Dharma Transmission in North American Soto Zen: A Progress Report May 28, 2012

So, what is Dharma transmission in Zen? We know there is a transmission lineage that claims a succession from the Buddha down to any number of people. It doesn’t take a lot of historical research to see this idea was birthed in China and is heavily influenced by the Chinese idea of family and familial inheritance.

At the same time it stands for something, or some things that remain compelling to many people on the spiritual path. As a practical matter Dharma transmission is the only constant marker of proficiency in the disciplines that birthed within the Zen schools. It has also been the way institutions have marked out leadership by both inclusion and exclusion. Nonetheless, William Bodiford in his essay on “Dharma Transmission” in Steven Heine & Dale Wright’s Zen Ritual: Studies of Zen Buddhist Theory and Practice, suggest that in addition to continuing the Chinese familial character of transmission, that “it is inherently flexible and multidimensional, so that no single criteria always exists in every case.” In North America this mutability certainly is true, and with a vengeance.

In 1703 the Soto school laid down two criteria, that there be no more than one transmitter and that the ritual be conferred face-to-face. In America both of these fundamental categories have been challenged, each with different consequences.

Many Zen teachers claim more than one transmission, including myself. Usually this involves Soto priests who study koans and receive a second transmission in that koan line. Still, at this time, the traditional transmission documents convey a single line and a single transmitter, with the interesting exception on many Soto documents where both of Eihei Dogen’s transmission lines are recorded. Beyond the Dogen lineage I’m aware of no one who has incorporated multiple lines in their transmission documents.

One way the fact of multiple transmissions has been dealt with among some Soto teachers is that the three traditional san matsu documents are received with the original Soto teacher, and a second ceremony, sometimes with a fourth document are given that may or may not include a lineage chart of that second teacher. Some refer to the first ceremony as Dharma transmission, and the second as Inka shomei, a term adapted from the Rinzai school.

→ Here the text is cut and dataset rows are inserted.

//! ECS components attached to character entities.
//!
//! The character itself ([`baro_logic::Character`]) is stored directly as
//! a component next to these.

use serde::{Deserialize, Serialize};

/// Stable id of a character, shared with the network and the logic crate.
#[derive(Debug, Clone, Copy, PartialEq, Eq, Hash, PartialOrd, Ord, Serialize, Deserialize)]
pub struct CharacterId(pub u32);

impl std::fmt::Display for CharacterId {
    fn fmt(&self, f: &mut std::fmt::Formatter<'_>) -> std::fmt::Result {
        write!(f, "#{}", self.0)
    }
}

/// Marks a character whose authoritative state lives elsewhere. Its
/// transform follows received snapshots instead of local input.
#[derive(Debug, Clone, Copy, Default, PartialEq, Eq, Serialize, Deserialize)]
pub struct Remote {
    /// Simulation step of the newest snapshot applied.
    pub last_step: u64,
}

/// Why a character left the world.
#[derive(Debug, Clone, Copy, PartialEq, Eq, Serialize, Deserialize)]
pub enum RemovalReason {
    Consumed,
    Despawned,
}
impl Default for EngineConfig {
    fn default() -> Self {
        Self {
            fixed_step: 1.0 / 60.0,
            max_steps_per_frame: 5,
            gravity: Vec2::new(0.0, -9.81),
            seed: 0,
            anim: AnimConfig::default(),
            lod: LodConfig::default(),
            hull: HullConfig::default(),
        }
    }
}

/// Where the player is looking, for level of detail.
#[derive(Debug, Clone, Copy, PartialEq)]
pub struct Camera {
    pub position: Vec2,
    /// Distance from `position` that is still on screen.
    pub view_radius: f32,
}

/// The main simulation engine
pub struct SimulationEngine {
    /// ECS world holding one entity per character
    pub world: World,
    pub physics: PhysicsWorld,
    pub hulls: HullSystem,
    content: ContentRegistry,
    config: EngineConfig,
    rng: StdRng,
    entities: HashMap<u32, Entity>,
    next_id: u32,
    accumulator: f32,
    steps: u64,
    camera: Option<Camera>,
    removed: Vec<(u32, RemovalReason)>,
}
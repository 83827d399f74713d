//! Integration tests for the engine loop.
//!
//! Exercises: spawn → fixed steps → hulls, dragging, bites and removal,
//! plus snapshot reconciliation between two engines.

use baro_core::components::RemovalReason;
use baro_core::engine::{EngineConfig, SimulationEngine};
use baro_core::snapshot::RagdollSnapshot;
use baro_logic::anim::AnimConfig;
use baro_logic::hull::{Gap, Hull};
use baro_logic::{CharacterInput, ContentRegistry, Vec2};

// ── Helpers ────────────────────────────────────────────────────────────

fn engine(config: EngineConfig) -> SimulationEngine {
    SimulationEngine::new(config, ContentRegistry::with_builtins())
}

fn hungry_config() -> EngineConfig {
    EngineConfig {
        anim: AnimConfig {
            eat_reach: 100.0,
            eat_speed: 3.0,
            ..Default::default()
        },
        ..Default::default()
    }
}

fn collider_position(engine: &SimulationEngine, id: u32) -> Vec2 {
    engine.character(id).unwrap().position(&engine.physics)
}

// ── Locomotion ─────────────────────────────────────────────────────────

#[test]
fn human_walks_across_a_dry_room() {
    let mut engine = engine(EngineConfig::default());
    engine.add_hull(Hull::new(Vec2::new(-50.0, 0.0), Vec2::new(100.0, 5.0)));
    let human = engine.spawn("human", Vec2::new(0.0, 1.0)).unwrap();
    engine.set_input(
        human,
        CharacterInput {
            movement: Vec2::new(1.0, 0.0),
            ..Default::default()
        },
    );

    for _ in 0..180 {
        engine.step();
    }
    assert!(collider_position(&engine, human).x > 1.0);
    assert_eq!(engine.character(human).unwrap().oxygen, 100.0);
}

#[test]
fn frame_updates_match_fixed_steps() {
    let mut engine = engine(EngineConfig::default());
    let fish = engine.spawn("fish", Vec2::new(0.0, -10.0)).unwrap();
    let mut ran = 0;
    for _ in 0..30 {
        ran += engine.update(1.0 / 30.0);
    }
    assert!((59..=60).contains(&ran));
    assert_eq!(engine.steps(), ran as u64);
    let limbs = engine.render_transforms(fish).unwrap();
    assert_eq!(limbs.len(), 3);
    assert!(limbs.iter().all(|l| l.position.is_valid()));
}

// ── Hulls ──────────────────────────────────────────────────────────────

#[test]
fn breach_floods_the_room() {
    let mut engine = engine(EngineConfig::default());
    let room = engine.add_hull(Hull::new(Vec2::new(-5.0, 0.0), Vec2::new(10.0, 3.0)));
    engine.add_gap(Gap::ocean(room, Vec2::new(-5.0, 0.5), 1.0));
    engine.spawn("human", Vec2::new(0.0, 1.0)).unwrap();

    for _ in 0..600 {
        engine.step();
    }
    assert!(engine.hulls.hull(room).water_volume > 0.0);
    assert!(engine.hulls.surface(room) > 0.0);
}

// ── Predation ──────────────────────────────────────────────────────────

#[test]
fn fish_eats_prey_and_prey_is_removed() {
    let mut engine = engine(hungry_config());
    let hunter = engine.spawn("fish", Vec2::new(0.0, -10.0)).unwrap();
    let mouth = engine
        .character(hunter)
        .unwrap()
        .anim()
        .ragdoll()
        .mouth_position(&engine.physics)
        .unwrap();
    let prey = engine.spawn("fish", mouth).unwrap();
    assert!(engine.grab(hunter, prey));

    for _ in 0..1200 {
        engine.step();
        if !engine.contains(prey) {
            break;
        }
    }
    assert!(!engine.contains(prey));
    assert_eq!(engine.character_count(), 1);
    assert_eq!(engine.character(hunter).unwrap().selected, None);
    assert_eq!(engine.drain_removed(), vec![(prey, RemovalReason::Consumed)]);
}

#[test]
fn bites_damage_the_prey() {
    let mut engine = engine(hungry_config());
    let hunter = engine.spawn("fish", Vec2::new(0.0, -10.0)).unwrap();
    let prey = engine.spawn("fish", Vec2::new(0.5, -10.0)).unwrap();
    engine.grab(hunter, prey);

    let full = engine.character(prey).unwrap().health;
    for _ in 0..15 {
        engine.step();
    }
    assert!(engine.contains(prey));
    assert!(engine.character(prey).unwrap().health < full);
}

#[test]
fn prey_out_of_reach_is_released() {
    let mut engine = engine(EngineConfig::default());
    let hunter = engine.spawn("fish", Vec2::new(0.0, -10.0)).unwrap();
    let prey = engine.spawn("fish", Vec2::new(20.0, -10.0)).unwrap();
    assert!(engine.grab(hunter, prey));

    engine.step();
    assert_eq!(engine.character(hunter).unwrap().selected, None);
    assert!(engine.contains(prey));
}

// ── Snapshots ──────────────────────────────────────────────────────────

#[test]
fn remote_copy_converges_on_snapshot() {
    let mut server = engine(EngineConfig::default());
    let mut client = engine(EngineConfig::default());
    let id = server.spawn("fish", Vec2::new(0.0, -10.0)).unwrap();
    let remote = client.spawn_remote("fish", Vec2::new(0.0, -10.0)).unwrap();
    assert_eq!(id, remote);

    server.set_input(
        id,
        CharacterInput {
            movement: Vec2::new(1.0, 0.0),
            ..Default::default()
        },
    );
    for _ in 0..120 {
        server.step();
    }

    let bytes = server.snapshot(id).unwrap().encode().unwrap();
    let snapshot = RagdollSnapshot::decode(&bytes).unwrap();
    let before = collider_position(&client, id).distance(snapshot.position);
    assert!(before > 0.1);

    assert!(client.apply_snapshot(&snapshot).unwrap());
    for _ in 0..30 {
        client.step();
    }
    let after = collider_position(&client, id).distance(snapshot.position);
    assert!(after < before * 0.5, "before {} after {}", before, after);

    let mut stale = snapshot.clone();
    stale.step = 0;
    assert!(!client.apply_snapshot(&stale).unwrap());
}

#[test]
fn snapshot_for_unknown_character_is_ignored() {
    let mut server = engine(EngineConfig::default());
    let mut client = engine(EngineConfig::default());
    let id = server.spawn("human", Vec2::new(0.0, -10.0)).unwrap();
    let snapshot = server.snapshot(id).unwrap();
    assert!(!client.apply_snapshot(&snapshot).unwrap());
}
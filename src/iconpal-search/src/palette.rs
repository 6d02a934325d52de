//! Headless command palette state.
//!
//! Models the jump-to-icon dialog without rendering it: open/close via the
//! global shortcut, query editing, selection and navigation on confirm.
//! Every query edit is a fresh search over the catalog.

use crate::catalog::Catalog;
use crate::config::SearchConfig;
use crate::error::PaletteResult;
use crate::matcher::Matcher;
use crate::record::{Record, ScoredRecord};

/// Receives the route of the icon the user picked.
pub trait Navigator {
    /// Navigates to `route`.
    fn navigate(&mut self, route: &str) -> PaletteResult<()>;
}

/// Navigator that remembers every route it was sent to.
#[derive(Debug, Clone, Default)]
pub struct RecordingNavigator {
    pub visited: Vec<String>,
}

impl Navigator for RecordingNavigator {
    fn navigate(&mut self, route: &str) -> PaletteResult<()> {
        self.visited.push(route.to_string());
        Ok(())
    }
}

/// Builds the detail-page route for an icon name.
pub fn icon_route(prefix: &str, name: &str) -> String {
    format!(
        "{}/{}",
        prefix.trim_end_matches('/'),
        urlencoding::encode(name)
    )
}

/// Keys the palette reacts to.
#[derive(Debug, Clone, Copy, PartialEq, Eq)]
pub enum PaletteKey {
    /// The global open/close shortcut (Ctrl+K / Cmd+K).
    Toggle,
    Escape,
    Up,
    Down,
    Enter,
    Backspace,
    Char(char),
}

impl PaletteKey {
    /// Parses a key chord such as `ctrl+k`, `cmd+k`, `esc` or `down`.
    ///
    /// Single characters map to [`PaletteKey::Char`].
    pub fn from_chord(chord: &str) -> Option<Self> {
        let mut chars = chord.chars();
        if let (Some(c), None) = (chars.next(), chars.next()) {
            return Some(Self::Char(c));
        }

        match chord.to_lowercase().as_str() {
            "ctrl+k" | "cmd+k" | "meta+k" => Some(Self::Toggle),
            "esc" | "escape" => Some(Self::Escape),
            "up" | "arrowup" => Some(Self::Up),
            "down" | "arrowdown" => Some(Self::Down),
            "enter" | "return" => Some(Self::Enter),
            "backspace" => Some(Self::Backspace),
            "space" => Some(Self::Char(' ')),
            _ => None,
        }
    }
}

/// State for the icon command palette.
#[derive(Debug)]
pub struct PaletteState {
    catalog: Catalog,
    matcher: Matcher,
    is_open: bool,
    query: String,
    /// Indices into the catalog, best match first.
    results: Vec<usize>,
    selected_index: usize,
}

impl PaletteState {
    /// Creates a closed palette over `catalog` with default settings.
    pub fn new(catalog: Catalog) -> Self {
        Self::with_config(catalog, SearchConfig::default())
    }

    /// Creates a closed palette over `catalog`.
    pub fn with_config(catalog: Catalog, config: SearchConfig) -> Self {
        let mut state = Self {
            catalog,
            matcher: Matcher::with_config(config),
            is_open: false,
            query: String::new(),
            results: Vec::new(),
            selected_index: 0,
        };
        state.filter();
        state
    }

    pub fn is_open(&self) -> bool {
        self.is_open
    }

    pub fn query(&self) -> &str {
        &self.query
    }

    pub fn selected_index(&self) -> usize {
        self.selected_index
    }

    pub fn catalog(&self) -> &Catalog {
        &self.catalog
    }

    /// Opens the palette with an empty query.
    pub fn open(&mut self) {
        if !self.is_open {
            self.is_open = true;
            self.reset();
        }
    }

    /// Closes the palette, discarding the query and selection.
    pub fn close(&mut self) {
        self.is_open = false;
        self.reset();
    }

    /// Opens a closed palette or closes an open one.
    pub fn toggle(&mut self) {
        if self.is_open {
            self.close();
        } else {
            self.open();
        }
    }

    /// Replaces the query and re-runs the search.
    pub fn set_query(&mut self, query: impl Into<String>) {
        self.query = query.into();
        self.filter();
    }

    /// Appends a character to the query.
    pub fn insert_char(&mut self, c: char) {
        self.query.push(c);
        self.filter();
    }

    /// Removes the last character of the query.
    pub fn backspace(&mut self) {
        if self.query.pop().is_some() {
            self.filter();
        }
    }

    /// Clears the query.
    pub fn clear(&mut self) {
        self.query.clear();
        self.filter();
    }

    /// Current results, best first.
    pub fn results(&self) -> Vec<&Record> {
        let records = self.catalog.records();
        self.results.iter().map(|&idx| &records[idx]).collect()
    }

    /// Current results with their scores.
    pub fn scored_results(&mut self) -> Vec<ScoredRecord<'_>> {
        self.matcher.search_scored(self.catalog.records(), &self.query)
    }

    /// The highlighted record, if any.
    pub fn selected(&self) -> Option<&Record> {
        self.results
            .get(self.selected_index)
            .map(|&idx| &self.catalog.records()[idx])
    }

    /// Moves the selection to `index`; out-of-range indices are ignored.
    pub fn select(&mut self, index: usize) -> bool {
        if index < self.results.len() {
            self.selected_index = index;
            true
        } else {
            false
        }
    }

    /// Moves selection down with wrap-around.
    pub fn select_next(&mut self) {
        let total = self.results.len();
        if total == 0 {
            return;
        }
        self.selected_index = (self.selected_index + 1) % total;
    }

    /// Moves selection up with wrap-around.
    pub fn select_prev(&mut self) {
        let total = self.results.len();
        if total == 0 {
            return;
        }
        self.selected_index = self
            .selected_index
            .checked_sub(1)
            .unwrap_or(total - 1);
    }

    /// Navigates to the selected icon and closes the palette.
    ///
    /// Returns the route, or `None` (palette stays open) when nothing is
    /// selected.
    pub fn confirm(&mut self, navigator: &mut dyn Navigator) -> PaletteResult<Option<String>> {
        let Some(record) = self.selected() else {
            return Ok(None);
        };

        let route = icon_route(&self.matcher.config().route_prefix, &record.name);
        navigator.navigate(&route)?;

        tracing::debug!("Palette navigated to {}", route);
        self.close();
        Ok(Some(route))
    }

    /// Applies one key press.
    ///
    /// While closed, only the toggle shortcut has an effect. Returns the
    /// route when the key caused a navigation.
    pub fn handle_key(
        &mut self,
        key: PaletteKey,
        navigator: &mut dyn Navigator,
    ) -> PaletteResult<Option<String>> {
        if !self.is_open {
            if key == PaletteKey::Toggle {
                self.open();
            }
            return Ok(None);
        }

        match key {
            PaletteKey::Toggle | PaletteKey::Escape => self.close(),
            PaletteKey::Up => self.select_prev(),
            PaletteKey::Down => self.select_next(),
            PaletteKey::Enter => return self.confirm(navigator),
            PaletteKey::Backspace => self.backspace(),
            PaletteKey::Char(c) => self.insert_char(c),
        }

        Ok(None)
    }

    fn reset(&mut self) {
        self.query.clear();
        self.filter();
    }

    /// Re-runs the search and moves the selection back to the top.
    fn filter(&mut self) {
        self.results = self
            .matcher
            .search_indices(self.catalog.records(), &self.query);
        self.selected_index = 0;
    }
}

#[cfg(test)]
mod tests {
    use super::*;
    use crate::error::PaletteError;
    use pretty_assertions::assert_eq;

    fn catalog() -> Catalog {
        Catalog::new(vec![
            Record::new("github")
                .with_aliases(["git", "octocat"])
                .with_categories(["brands", "dev"]),
            Record::new("gitlab").with_categories(["brands", "dev"]),
            Record::new("house").with_aliases(["home"]),
            Record::new("arrow left").with_categories(["arrows"]),
        ])
        .unwrap()
    }

    fn names(state: &PaletteState) -> Vec<&str> {
        state.results().iter().map(|r| r.name.as_str()).collect()
    }

    struct FailingNavigator;

    impl Navigator for FailingNavigator {
        fn navigate(&mut self, route: &str) -> PaletteResult<()> {
            Err(PaletteError::navigation(route, "router unavailable"))
        }
    }

    #[test]
    fn test_icon_route() {
        assert_eq!(icon_route("/icons", "github"), "/icons/github");
        assert_eq!(icon_route("/icons/", "arrow left"), "/icons/arrow%20left");
    }

    #[test]
    fn test_from_chord() {
        assert_eq!(PaletteKey::from_chord("Ctrl+K"), Some(PaletteKey::Toggle));
        assert_eq!(PaletteKey::from_chord("cmd+k"), Some(PaletteKey::Toggle));
        assert_eq!(PaletteKey::from_chord("esc"), Some(PaletteKey::Escape));
        assert_eq!(PaletteKey::from_chord("k"), Some(PaletteKey::Char('k')));
        assert_eq!(PaletteKey::from_chord("space"), Some(PaletteKey::Char(' ')));
        assert_eq!(PaletteKey::from_chord("ctrl+shift+p"), None);
    }

    #[test]
    fn test_starts_closed_with_leading_records() {
        let state = PaletteState::new(catalog());
        assert!(!state.is_open());
        assert_eq!(state.query(), "");
        assert_eq!(names(&state), vec!["github", "gitlab", "house", "arrow left"]);
    }

    #[test]
    fn test_toggle_shortcut() {
        let mut state = PaletteState::new(catalog());
        let mut nav = RecordingNavigator::default();

        state.handle_key(PaletteKey::Toggle, &mut nav).unwrap();
        assert!(state.is_open());

        state.handle_key(PaletteKey::Toggle, &mut nav).unwrap();
        assert!(!state.is_open());
    }

    #[test]
    fn test_keys_ignored_while_closed() {
        let mut state = PaletteState::new(catalog());
        let mut nav = RecordingNavigator::default();

        state.handle_key(PaletteKey::Char('g'), &mut nav).unwrap();
        state.handle_key(PaletteKey::Enter, &mut nav).unwrap();

        assert_eq!(state.query(), "");
        assert!(nav.visited.is_empty());
    }

    #[test]
    fn test_typing_filters_results() {
        let mut state = PaletteState::new(catalog());
        let mut nav = RecordingNavigator::default();

        state.open();
        for c in "home".chars() {
            state.handle_key(PaletteKey::Char(c), &mut nav).unwrap();
        }

        assert_eq!(state.query(), "home");
        assert_eq!(names(&state), vec!["house"]);

        state.handle_key(PaletteKey::Backspace, &mut nav).unwrap();
        assert_eq!(state.query(), "hom");
    }

    #[test]
    fn test_selection_wraps() {
        let mut state = PaletteState::new(catalog());
        state.open();
        state.set_query("git");
        assert_eq!(names(&state), vec!["github", "gitlab"]);

        assert_eq!(state.selected_index(), 0);
        state.select_prev();
        assert_eq!(state.selected_index(), 1);
        state.select_next();
        assert_eq!(state.selected_index(), 0);
        state.select_next();
        assert_eq!(state.selected().map(|r| r.name.as_str()), Some("gitlab"));

        // A new query resets the selection
        state.set_query("gitl");
        assert_eq!(state.selected_index(), 0);
    }

    #[test]
    fn test_select_out_of_range() {
        let mut state = PaletteState::new(catalog());
        state.open();
        state.set_query("git");
        assert!(state.select(1));
        assert!(!state.select(5));
        assert_eq!(state.selected_index(), 1);
    }

    #[test]
    fn test_confirm_navigates_and_closes() {
        let mut state = PaletteState::new(catalog());
        let mut nav = RecordingNavigator::default();

        state.open();
        state.set_query("arrow");
        let route = state.handle_key(PaletteKey::Enter, &mut nav).unwrap();

        assert_eq!(route.as_deref(), Some("/icons/arrow%20left"));
        assert_eq!(nav.visited, vec!["/icons/arrow%20left"]);
        assert!(!state.is_open());
        assert_eq!(state.query(), "");
    }

    #[test]
    fn test_confirm_without_results_stays_open() {
        let mut state = PaletteState::new(catalog());
        let mut nav = RecordingNavigator::default();

        state.open();
        state.set_query("zzz-nomatch");
        assert!(state.results().is_empty());

        let route = state.confirm(&mut nav).unwrap();
        assert_eq!(route, None);
        assert!(state.is_open());
        assert!(nav.visited.is_empty());
    }

    #[test]
    fn test_confirm_navigation_error_keeps_palette_open() {
        let mut state = PaletteState::new(catalog());
        state.open();
        state.set_query("house");

        let err = state.confirm(&mut FailingNavigator).unwrap_err();
        assert!(matches!(err, PaletteError::Navigation { .. }));
        assert!(state.is_open());
        assert_eq!(state.query(), "house");
    }

    #[test]
    fn test_escape_clears_query() {
        let mut state = PaletteState::new(catalog());
        let mut nav = RecordingNavigator::default();

        state.open();
        state.set_query("git");
        state.handle_key(PaletteKey::Escape, &mut nav).unwrap();
        assert!(!state.is_open());

        state.open();
        assert_eq!(state.query(), "");
        assert_eq!(state.results().len(), 4);
    }

    #[test]
    fn test_custom_route_prefix() {
        let config = SearchConfig::builder().route_prefix("/glyphs").build();
        let mut state = PaletteState::with_config(catalog(), config);
        let mut nav = RecordingNavigator::default();

        state.open();
        state.set_query("github");
        let route = state.confirm(&mut nav).unwrap();
        assert_eq!(route.as_deref(), Some("/glyphs/github"));
    }

    #[test]
    fn test_scored_results() {
        let mut state = PaletteState::new(catalog());
        state.open();
        state.set_query("octocat");

        let scored = state.scored_results();
        assert_eq!(scored.len(), 1);
        assert_eq!(scored[0].record.name, "github");
    }
}
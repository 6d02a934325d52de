//! Icon records and scored search results.

use serde::{Deserialize, Serialize};

/// A searchable icon.
///
/// Catalog entries may carry fields this crate does not know about (SVG
/// paths, colors, license info); those are kept untouched in `extra`.
#[derive(Debug, Clone, PartialEq, Serialize, Deserialize)]
pub struct Record {
    /// Unique icon name, also used as the route key.
    pub name: String,

    /// Alternative names, in catalog order.
    #[serde(default)]
    pub aliases: Vec<String>,

    /// Categories the icon belongs to, in catalog order.
    #[serde(default)]
    pub categories: Vec<String>,

    /// Unknown catalog fields.
    #[serde(flatten)]
    pub extra: serde_json::Map<String, serde_json::Value>,
}

impl Record {
    /// Creates a record with no aliases or categories.
    pub fn new(name: impl Into<String>) -> Self {
        Self {
            name: name.into(),
            aliases: Vec::new(),
            categories: Vec::new(),
            extra: serde_json::Map::new(),
        }
    }

    /// Sets the aliases.
    pub fn with_aliases(mut self, aliases: impl IntoIterator<Item = impl Into<String>>) -> Self {
        self.aliases = aliases.into_iter().map(Into::into).collect();
        self
    }

    /// Sets the categories.
    pub fn with_categories(
        mut self,
        categories: impl IntoIterator<Item = impl Into<String>>,
    ) -> Self {
        self.categories = categories.into_iter().map(Into::into).collect();
        self
    }
}

/// Which field of a record produced its winning score.
#[derive(Debug, Clone, Copy, PartialEq, Eq, Hash, Default, Serialize)]
#[serde(rename_all = "lowercase")]
pub enum MatchedField {
    /// The record name.
    #[default]
    Name,

    /// One of the aliases.
    Alias,

    /// One of the categories.
    Category,
}

impl MatchedField {
    /// Returns a human-readable label for the field.
    pub fn label(&self) -> &'static str {
        match self {
            Self::Name => "name",
            Self::Alias => "alias",
            Self::Category => "category",
        }
    }
}

impl std::fmt::Display for MatchedField {
    fn fmt(&self, f: &mut std::fmt::Formatter<'_>) -> std::fmt::Result {
        f.write_str(self.label())
    }
}

/// A record paired with its score for one query.
#[derive(Debug, Clone, PartialEq, Serialize)]
pub struct ScoredRecord<'a> {
    /// The matched record.
    pub record: &'a Record,

    /// Weighted score, higher is better.
    pub score: f64,

    /// Field that produced `score`.
    pub matched_field: MatchedField,

    /// The exact name, alias or category text that won.
    pub matched_text: &'a str,
}

impl<'a> ScoredRecord<'a> {
    /// Creates a scored record.
    pub fn new(
        record: &'a Record,
        score: f64,
        matched_field: MatchedField,
        matched_text: &'a str,
    ) -> Self {
        Self {
            record,
            score,
            matched_field,
            matched_text,
        }
    }

    /// Wraps a record returned without scoring (empty query).
    pub fn unscored(record: &'a Record) -> Self {
        Self::new(record, 0.0, MatchedField::Name, &record.name)
    }
}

As to the second issue at variance with the practices of the Japanese Soto school, at least one Soto teacher is ordaining, although he has not to date transmitted anyone, via ceremonies conducted online. He argues this is in a face-to-face ceremony. That said the Soto Zen Buddhist Association board after consulting the membership sent a letter to the membership in May, 2012, saying such ordinations and hypothetical transmissions would not be registered with their organization, with the caveat that exceptions might be allowed in extreme circumstances such as a deathbed ordination, and then only after consultation with the SZBA board. As one might expect other teachers will begin doing similar online ceremonies, I suspect the last of this has not yet been heard…

Also, there are increasing numbers of Zen teachers and priests functioning outside the bounds of the normative institutions. In a pattern similar to the epsicopi vagantes movement within Catholic Christianity, involving people who can (usually) claim a transmission, but who lack the depth of training that is normally required in the contemporary western Zen world.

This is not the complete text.